(Stored items)
:::

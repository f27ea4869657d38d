//! Yearly Top Product Report
//!
//! The highest-revenue product of each order year. Equal revenue goes to the
//! lowest product id.

use std::collections::BTreeMap;

use chrono::Datelike;

use super::revenue::{index_by, join_lines, top_entry};
use super::{Cell, Column, ColumnKind, Report, ReportKind, ReportOptions, ReportTable};
use crate::error::NorthwindResult;
use crate::models::{Money, ProductId};
use crate::storage::{Dataset, MissingTable};

const COLUMNS: [Column; 4] = [
    Column::new("year", "Year", ColumnKind::Integer),
    Column::new("product_id", "Product ID", ColumnKind::Integer),
    Column::new("product_name", "Product", ColumnKind::Text),
    Column::new("revenue", "Revenue", ColumnKind::Money),
];

#[derive(Debug, Clone, PartialEq)]
pub struct YearlyTopProductRow {
    pub year: i32,
    pub product_id: ProductId,
    pub product_name: String,
    pub revenue: Money,
}

#[derive(Debug, Clone)]
pub struct YearlyTopProductReport {
    /// One row per year with sales of a known product, ascending
    pub rows: Vec<YearlyTopProductRow>,
}

impl YearlyTopProductReport {
    fn build(dataset: &Dataset) -> Result<Self, MissingTable> {
        let products = index_by(dataset.products()?, |p| p.product_id);
        let facts = join_lines(dataset.orders()?, dataset.order_details()?);

        let mut by_year: BTreeMap<i32, BTreeMap<ProductId, Money>> = BTreeMap::new();
        for fact in facts
            .iter()
            .filter(|f| products.contains_key(&f.line.product_id))
        {
            *by_year
                .entry(fact.order.order_date.year())
                .or_default()
                .entry(fact.line.product_id)
                .or_default() += fact.revenue;
        }

        let rows = by_year
            .into_iter()
            .filter_map(|(year, by_product)| {
                let (product_id, revenue) = top_entry(by_product)?;
                let product = products.get(&product_id)?;
                Some(YearlyTopProductRow {
                    year,
                    product_id,
                    product_name: product.product_name.clone(),
                    revenue,
                })
            })
            .collect();

        Ok(Self { rows })
    }
}

impl Report for YearlyTopProductReport {
    const KIND: ReportKind = ReportKind::YearlyTopProduct;

    fn generate(dataset: &Dataset, _options: &ReportOptions) -> NorthwindResult<Self> {
        Self::build(dataset).map_err(|e| e.in_report(Self::KIND.name()))
    }

    fn to_table(&self) -> ReportTable {
        let mut table = ReportTable::new(Self::KIND, &COLUMNS);
        for row in &self.rows {
            table.push_row(vec![
                Cell::Integer(i64::from(row.year)),
                Cell::Integer(i64::from(row.product_id.get())),
                Cell::text(&row.product_name),
                Cell::Money(row.revenue),
            ]);
        }
        table
    }
}

#[cfg(test)]
mod tests {
    use super::*;
    use crate::reports::fixture::{self, line};
    use rust_decimal::Decimal;

    fn generate(dataset: &Dataset) -> YearlyTopProductReport {
        YearlyTopProductReport::generate(dataset, &ReportOptions::default()).unwrap()
    }

    #[test]
    fn test_top_product_per_year() {
        let report = generate(&fixture::northwind());
        let rows: Vec<(i32, &str, Money)> = report
            .rows
            .iter()
            .map(|r| (r.year, r.product_name.as_str(), r.revenue))
            .collect();
        assert_eq!(
            rows,
            vec![
                (2023, "Chang", Money::from_cents(20000)),
                (2024, "Chang", Money::from_cents(60000)),
            ]
        );
    }

    #[test]
    fn test_tie_goes_to_lowest_product_id() {
        let mut dataset = fixture::northwind();
        // 2023: Chai 100 + 100 reaches Chang's 200
        dataset
            .order_details
            .as_mut()
            .unwrap()
            .push(line(11, 1, 1000, 10, Decimal::ZERO));

        let report = generate(&dataset);
        assert_eq!(report.rows[0].year, 2023);
        assert_eq!(report.rows[0].product_id, ProductId::new(1));
        assert_eq!(report.rows[0].revenue, Money::from_cents(20000));
    }

    #[test]
    fn test_unknown_products_are_skipped() {
        let mut dataset = fixture::northwind();
        dataset
            .order_details
            .as_mut()
            .unwrap()
            .push(line(10, 99, 100000, 1, Decimal::ZERO));

        let report = generate(&dataset);
        assert_eq!(report.rows[0].product_name, "Chang");
    }
}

:::

**TASK DIRECTIONS**
Each line in the records that carries "fixture" must be copied out.

**RESPONSE**
    use crate::reports::fixture::{self, line};
        let report = generate(&fixture::northwind());
        let mut dataset = fixture::northwind();
        let mut dataset = fixture::northwind();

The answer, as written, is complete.